Explore the relationship between variables

Next, explore your data by examining the relationship between variables. Before deciding how you examine the association, first decide
· What types of variables they are
· If they are interval variables, whether they are likely to be normally distributed
Box 2 shows the relevant methods to explore associations between variables.

Box 2: Commonly used tests for association

Cross tabulation often shows simple and interesting results that you have not anticipated. For example, it might show that you that a higher proportion of women students have a part time job than men, or that a higher proportion of first year students have a part time job. See box 3 for a hypothetical example.

Box 3: Cross tabulation of gender and part time jobs

It may also be interesting to explore the relationship between two interval variables. For example, you may wish to explore the relationship between the number of hours a student works per week during term time and the examination marks. A significantly negative correlation coefficient might suggest the harmful effects of part time work on the course results.

Comparing groups

Another type of test is to compare two or more groups. If the dependent outcome is binary - for example, whether a student passes or fails an examination - you need to compare the proportion of students who fail in each group and the chi-squared test is appropriate.

If the dependent variable is on an interval scale - for example, the examination marks, you need to compare the differences between groups. Box 4 shows the appropriate tests depending on your sample size and whether the observations are normally distributed.

Table 4 - Comparing two or more groups
a) Compare proportions
Chi-squared test if the dependent variable is binary (For example, comparing the proportion of male and female students are more likely to pass their examinations the first time.)
b) Comparing differences

Reporting and presenting your findings

Firstly, present your objectives and how you collect your data. How you report and present your findings depends somewhat on the precise purposes of your project, but the following general principles apply:

Response rate

If your project is a survey, state the proportion of subjects you invited who actually participated in your study - that is, the response rate. It might be possible to give some indication of whether those who did not participate were different from those who did - for example, you might be able to compare the age or gender profile of the population you wish to survey with those who actually participated in your survey.

Basic characteristics of subjects If you are studying the effects of part time jobs on examination results, these characteristics might include gender, age, year of study, and the time spent in part time jobs per week. Make use of charts - for example, pie charts, bar charts - to present your results.

Overview of the outcome variables If you are studying the effects of part time jobs on examination results, give an overview of the examination marks.

Testing of hypotheses Next, present your results on your hypotheses testing-for example, comparing groups and association between variables.

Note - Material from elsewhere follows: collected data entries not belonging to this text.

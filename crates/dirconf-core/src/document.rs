//! Desired-state document
//!
//! A JSON file listing the resources to manage:
//!
//! ```json
//! {
//!   "resources": [
//!     {
//!       "type": "alert-handler",
//!       "key": "smtp",
//!       "attributes": { "type": "smtp", "enabled": true, "...": "..." }
//!     },
//!     { "type": "local-db-index", "key": "userRoot/cn", "ensure": "absent" }
//!   ]
//! }
//! ```

use serde::{Deserialize, Serialize};
use std::collections::HashSet;
use std::path::Path;

use crate::error::{Error, Result};
use crate::identity::ResourceIdentity;
use crate::normalize::{RemoteObject, normalize_plan};
use crate::registry::SchemaRegistry;
use crate::value::AttributeMap;

/// Whether a resource should exist
#[derive(Debug, Clone, Copy, Default, PartialEq, Eq, Serialize, Deserialize)]
#[serde(rename_all = "lowercase")]
pub enum Ensure {
    #[default]
    Present,
    Absent,
}

/// One entry of the document
#[derive(Debug, Clone, Serialize, Deserialize)]
pub struct DesiredResource {
    /// Resource type name, e.g. `alert-handler`
    #[serde(rename = "type")]
    pub resource_type: String,

    /// External key; empty for singletons
    #[serde(default)]
    pub key: String,

    #[serde(default)]
    pub ensure: Ensure,

    /// Desired field values, in wire form
    #[serde(default)]
    pub attributes: RemoteObject,
}

/// A whole desired-state document
#[derive(Debug, Clone, Default, Serialize, Deserialize)]
pub struct DesiredDocument {
    pub resources: Vec<DesiredResource>,
}

/// A document entry resolved against the schema registry
#[derive(Debug, Clone, PartialEq, Eq)]
pub struct ResolvedResource {
    pub identity: ResourceIdentity,
    pub ensure: Ensure,
    /// Normalized plan; empty when `ensure` is `Absent`
    pub plan: AttributeMap,
}

impl DesiredDocument {
    /// Load a document from a JSON file
    pub async fn load(path: impl AsRef<Path>) -> Result<Self> {
        let content = tokio::fs::read_to_string(path.as_ref()).await?;
        Self::from_json(&content)
    }

    pub fn from_json(content: &str) -> Result<Self> {
        Ok(serde_json::from_str(content)?)
    }

    /// Resolve every entry: parse keys and normalize plans
    ///
    /// Fails on the first invalid entry, before anything touches the server.
    pub fn resolve(&self, schemas: &SchemaRegistry) -> Result<Vec<ResolvedResource>> {
        let mut seen = HashSet::new();
        let mut resolved = Vec::with_capacity(self.resources.len());

        for resource in &self.resources {
            let schema = schemas.schema(&resource.resource_type)?;
            let identity =
                ResourceIdentity::parse(&resource.resource_type, schema.key_arity(), &resource.key)?;

            if !seen.insert(identity.clone()) {
                return Err(Error::config(format!(
                    "{} is listed more than once",
                    identity
                )));
            }

            if resource.ensure == Ensure::Absent && schema.class().adopt_only() {
                return Err(Error::invariant(
                    &identity,
                    "singleton and default objects cannot be absent",
                ));
            }

            let plan = match resource.ensure {
                Ensure::Present => normalize_plan(&resource.attributes, &schema)?,
                Ensure::Absent => AttributeMap::new(),
            };

            resolved.push(ResolvedResource {
                identity,
                ensure: resource.ensure,
                plan,
            });
        }

        Ok(resolved)
    }
}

Conclusions Finally, draw your conclusions.

Conclusions

A systematic method will make analysis of quantitative data easy. It is essential to have a consistent way of coding your data, and to clean up your data before you analyse. Then, examine the structure of your data before testing your hypotheses. With modern statistical software, knowing when to use a particular statistical test is much more important than how to do them.

1. Leung WC. How to conduct a survey. studentBMJ 2001;9:143-5. (May.)